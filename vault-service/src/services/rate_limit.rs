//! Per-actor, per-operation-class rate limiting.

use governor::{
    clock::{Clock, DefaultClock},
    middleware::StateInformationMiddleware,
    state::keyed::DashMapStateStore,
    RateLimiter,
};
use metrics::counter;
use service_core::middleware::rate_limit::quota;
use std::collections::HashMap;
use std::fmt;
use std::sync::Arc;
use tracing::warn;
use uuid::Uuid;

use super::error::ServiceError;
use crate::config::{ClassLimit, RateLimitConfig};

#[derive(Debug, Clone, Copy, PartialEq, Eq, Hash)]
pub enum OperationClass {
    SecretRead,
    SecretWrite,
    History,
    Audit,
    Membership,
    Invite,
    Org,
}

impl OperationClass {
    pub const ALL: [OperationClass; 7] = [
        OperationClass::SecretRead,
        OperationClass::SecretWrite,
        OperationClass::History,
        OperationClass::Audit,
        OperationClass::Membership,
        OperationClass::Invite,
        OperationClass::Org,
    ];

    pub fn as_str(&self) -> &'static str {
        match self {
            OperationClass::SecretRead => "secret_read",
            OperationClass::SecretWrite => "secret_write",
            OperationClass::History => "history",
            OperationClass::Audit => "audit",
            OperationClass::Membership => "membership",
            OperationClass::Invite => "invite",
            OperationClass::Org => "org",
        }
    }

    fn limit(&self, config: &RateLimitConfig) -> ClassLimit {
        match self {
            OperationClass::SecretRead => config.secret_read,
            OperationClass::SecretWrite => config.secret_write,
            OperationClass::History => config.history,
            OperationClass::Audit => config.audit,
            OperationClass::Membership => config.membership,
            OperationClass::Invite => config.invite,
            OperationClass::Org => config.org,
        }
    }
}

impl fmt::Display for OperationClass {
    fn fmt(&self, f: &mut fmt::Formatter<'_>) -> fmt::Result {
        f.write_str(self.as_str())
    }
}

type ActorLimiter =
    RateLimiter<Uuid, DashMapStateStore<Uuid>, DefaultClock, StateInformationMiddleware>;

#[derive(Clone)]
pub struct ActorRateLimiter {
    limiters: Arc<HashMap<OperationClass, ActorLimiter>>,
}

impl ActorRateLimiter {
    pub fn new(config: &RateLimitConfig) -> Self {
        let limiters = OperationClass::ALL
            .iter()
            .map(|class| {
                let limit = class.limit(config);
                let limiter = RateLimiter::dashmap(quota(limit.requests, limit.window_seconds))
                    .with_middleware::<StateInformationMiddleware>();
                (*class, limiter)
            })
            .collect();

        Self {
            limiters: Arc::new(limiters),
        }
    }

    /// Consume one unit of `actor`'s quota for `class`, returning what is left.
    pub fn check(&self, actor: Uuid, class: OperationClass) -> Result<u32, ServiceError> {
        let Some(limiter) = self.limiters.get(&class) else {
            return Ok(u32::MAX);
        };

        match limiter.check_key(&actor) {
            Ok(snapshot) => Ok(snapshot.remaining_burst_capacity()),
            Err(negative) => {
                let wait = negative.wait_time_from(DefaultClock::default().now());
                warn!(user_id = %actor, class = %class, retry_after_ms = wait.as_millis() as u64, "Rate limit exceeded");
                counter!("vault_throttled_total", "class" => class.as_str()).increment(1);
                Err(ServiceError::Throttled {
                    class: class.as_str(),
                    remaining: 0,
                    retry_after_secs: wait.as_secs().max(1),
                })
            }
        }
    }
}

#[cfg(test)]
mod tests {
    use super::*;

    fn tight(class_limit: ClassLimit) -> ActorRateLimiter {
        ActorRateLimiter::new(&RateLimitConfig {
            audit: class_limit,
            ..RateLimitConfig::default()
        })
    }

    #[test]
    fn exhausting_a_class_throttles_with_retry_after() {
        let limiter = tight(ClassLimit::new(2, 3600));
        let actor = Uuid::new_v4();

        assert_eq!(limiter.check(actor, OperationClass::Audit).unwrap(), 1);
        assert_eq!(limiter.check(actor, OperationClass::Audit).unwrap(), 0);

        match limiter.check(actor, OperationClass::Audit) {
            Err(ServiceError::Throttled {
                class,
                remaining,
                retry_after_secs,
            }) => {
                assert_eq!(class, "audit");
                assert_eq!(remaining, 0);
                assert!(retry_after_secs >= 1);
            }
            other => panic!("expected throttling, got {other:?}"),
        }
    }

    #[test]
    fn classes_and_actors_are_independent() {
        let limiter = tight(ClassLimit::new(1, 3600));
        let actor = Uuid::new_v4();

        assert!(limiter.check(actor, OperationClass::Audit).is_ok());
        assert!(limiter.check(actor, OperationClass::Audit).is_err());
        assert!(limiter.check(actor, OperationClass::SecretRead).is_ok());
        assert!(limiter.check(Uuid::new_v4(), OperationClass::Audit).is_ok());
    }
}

-*-*-

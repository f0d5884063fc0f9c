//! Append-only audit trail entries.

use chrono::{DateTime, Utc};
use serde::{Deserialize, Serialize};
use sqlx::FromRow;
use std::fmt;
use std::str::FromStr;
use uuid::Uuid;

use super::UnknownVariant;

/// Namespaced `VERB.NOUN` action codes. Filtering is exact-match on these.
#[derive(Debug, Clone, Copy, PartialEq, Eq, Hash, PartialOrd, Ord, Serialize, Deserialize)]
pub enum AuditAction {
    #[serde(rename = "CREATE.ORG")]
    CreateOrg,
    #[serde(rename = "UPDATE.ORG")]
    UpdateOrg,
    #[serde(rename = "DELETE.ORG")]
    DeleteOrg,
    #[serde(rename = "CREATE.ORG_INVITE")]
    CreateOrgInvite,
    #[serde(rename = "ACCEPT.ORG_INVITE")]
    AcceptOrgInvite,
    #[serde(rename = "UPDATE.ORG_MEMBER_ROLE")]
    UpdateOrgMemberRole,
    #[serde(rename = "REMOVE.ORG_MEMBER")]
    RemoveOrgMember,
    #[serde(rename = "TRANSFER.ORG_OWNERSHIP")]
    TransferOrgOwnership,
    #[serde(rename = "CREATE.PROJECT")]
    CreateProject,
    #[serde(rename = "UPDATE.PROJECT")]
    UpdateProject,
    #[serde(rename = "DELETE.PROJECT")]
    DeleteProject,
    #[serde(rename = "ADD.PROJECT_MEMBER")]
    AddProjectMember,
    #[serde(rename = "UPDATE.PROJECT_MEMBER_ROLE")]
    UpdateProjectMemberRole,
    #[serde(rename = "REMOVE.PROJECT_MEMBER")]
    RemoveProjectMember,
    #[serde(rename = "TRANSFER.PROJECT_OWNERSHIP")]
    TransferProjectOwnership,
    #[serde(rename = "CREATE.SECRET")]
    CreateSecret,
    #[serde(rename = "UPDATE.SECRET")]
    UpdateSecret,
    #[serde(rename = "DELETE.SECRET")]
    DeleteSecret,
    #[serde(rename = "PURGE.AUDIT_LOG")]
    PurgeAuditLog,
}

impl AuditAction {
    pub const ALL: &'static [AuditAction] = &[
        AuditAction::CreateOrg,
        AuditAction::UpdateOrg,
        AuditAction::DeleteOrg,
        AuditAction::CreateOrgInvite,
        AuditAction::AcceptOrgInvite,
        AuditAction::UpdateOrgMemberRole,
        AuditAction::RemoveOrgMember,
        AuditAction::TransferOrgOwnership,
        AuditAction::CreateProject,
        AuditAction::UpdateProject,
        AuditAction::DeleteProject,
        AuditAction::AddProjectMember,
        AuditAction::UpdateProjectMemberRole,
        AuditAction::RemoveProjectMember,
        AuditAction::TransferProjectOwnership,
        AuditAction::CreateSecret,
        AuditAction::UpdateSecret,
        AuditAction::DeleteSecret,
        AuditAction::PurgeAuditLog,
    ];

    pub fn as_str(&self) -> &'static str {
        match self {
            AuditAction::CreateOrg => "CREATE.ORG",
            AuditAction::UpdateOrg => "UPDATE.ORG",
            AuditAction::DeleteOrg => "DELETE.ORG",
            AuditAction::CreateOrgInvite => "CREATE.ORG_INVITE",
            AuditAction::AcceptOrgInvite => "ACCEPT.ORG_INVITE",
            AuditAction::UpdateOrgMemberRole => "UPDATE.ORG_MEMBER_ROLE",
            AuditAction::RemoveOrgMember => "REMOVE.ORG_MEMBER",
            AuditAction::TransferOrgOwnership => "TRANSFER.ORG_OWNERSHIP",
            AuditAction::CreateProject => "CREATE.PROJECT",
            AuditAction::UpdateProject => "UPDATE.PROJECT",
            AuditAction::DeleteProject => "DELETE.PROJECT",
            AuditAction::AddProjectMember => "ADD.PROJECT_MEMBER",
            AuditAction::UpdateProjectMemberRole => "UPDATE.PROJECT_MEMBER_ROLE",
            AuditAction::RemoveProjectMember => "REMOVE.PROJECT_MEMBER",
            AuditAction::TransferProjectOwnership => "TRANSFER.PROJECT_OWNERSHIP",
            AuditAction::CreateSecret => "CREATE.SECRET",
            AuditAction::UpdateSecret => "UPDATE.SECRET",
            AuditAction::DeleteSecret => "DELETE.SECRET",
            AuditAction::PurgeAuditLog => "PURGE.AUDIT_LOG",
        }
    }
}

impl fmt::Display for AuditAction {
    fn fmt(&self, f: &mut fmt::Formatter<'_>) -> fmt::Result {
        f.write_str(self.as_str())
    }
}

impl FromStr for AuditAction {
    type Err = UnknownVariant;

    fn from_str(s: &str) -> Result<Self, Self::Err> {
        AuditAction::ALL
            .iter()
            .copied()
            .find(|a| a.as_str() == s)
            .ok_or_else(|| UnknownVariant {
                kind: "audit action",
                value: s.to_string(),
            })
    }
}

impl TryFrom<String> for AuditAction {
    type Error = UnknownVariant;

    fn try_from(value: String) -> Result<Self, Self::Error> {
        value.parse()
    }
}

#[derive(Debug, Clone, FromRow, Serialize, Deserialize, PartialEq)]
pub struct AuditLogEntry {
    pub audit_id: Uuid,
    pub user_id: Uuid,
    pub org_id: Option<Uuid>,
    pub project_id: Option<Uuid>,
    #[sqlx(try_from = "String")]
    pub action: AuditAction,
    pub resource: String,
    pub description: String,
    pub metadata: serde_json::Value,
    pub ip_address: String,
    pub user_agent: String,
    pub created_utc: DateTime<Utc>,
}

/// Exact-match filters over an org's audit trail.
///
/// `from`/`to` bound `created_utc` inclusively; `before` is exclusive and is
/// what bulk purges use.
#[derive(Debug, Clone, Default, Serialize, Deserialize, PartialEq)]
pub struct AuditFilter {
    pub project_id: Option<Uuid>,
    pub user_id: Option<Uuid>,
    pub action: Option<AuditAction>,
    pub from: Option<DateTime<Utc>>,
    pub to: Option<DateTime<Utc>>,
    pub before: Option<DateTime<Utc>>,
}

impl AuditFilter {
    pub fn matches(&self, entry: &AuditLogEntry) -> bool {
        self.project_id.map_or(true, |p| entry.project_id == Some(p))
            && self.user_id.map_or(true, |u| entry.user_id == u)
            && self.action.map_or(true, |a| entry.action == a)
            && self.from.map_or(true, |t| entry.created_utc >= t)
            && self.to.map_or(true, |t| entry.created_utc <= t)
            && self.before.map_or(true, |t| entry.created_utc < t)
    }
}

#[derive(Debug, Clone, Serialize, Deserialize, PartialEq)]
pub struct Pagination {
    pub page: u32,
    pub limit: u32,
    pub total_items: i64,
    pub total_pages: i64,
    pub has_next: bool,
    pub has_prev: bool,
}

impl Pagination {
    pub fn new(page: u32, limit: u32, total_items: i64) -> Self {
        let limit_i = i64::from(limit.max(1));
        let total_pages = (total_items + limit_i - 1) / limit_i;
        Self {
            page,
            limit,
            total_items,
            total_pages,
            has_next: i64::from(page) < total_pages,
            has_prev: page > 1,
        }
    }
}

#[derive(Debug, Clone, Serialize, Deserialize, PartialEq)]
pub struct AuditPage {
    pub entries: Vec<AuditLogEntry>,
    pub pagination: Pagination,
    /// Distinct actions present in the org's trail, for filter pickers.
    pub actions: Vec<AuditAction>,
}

-*-*-

Assigned task =
List every line in the records above that contains the word "negative".

Answer to the exercise =
            Err(negative) => {
                let wait = negative.wait_time_from(DefaultClock::default().now());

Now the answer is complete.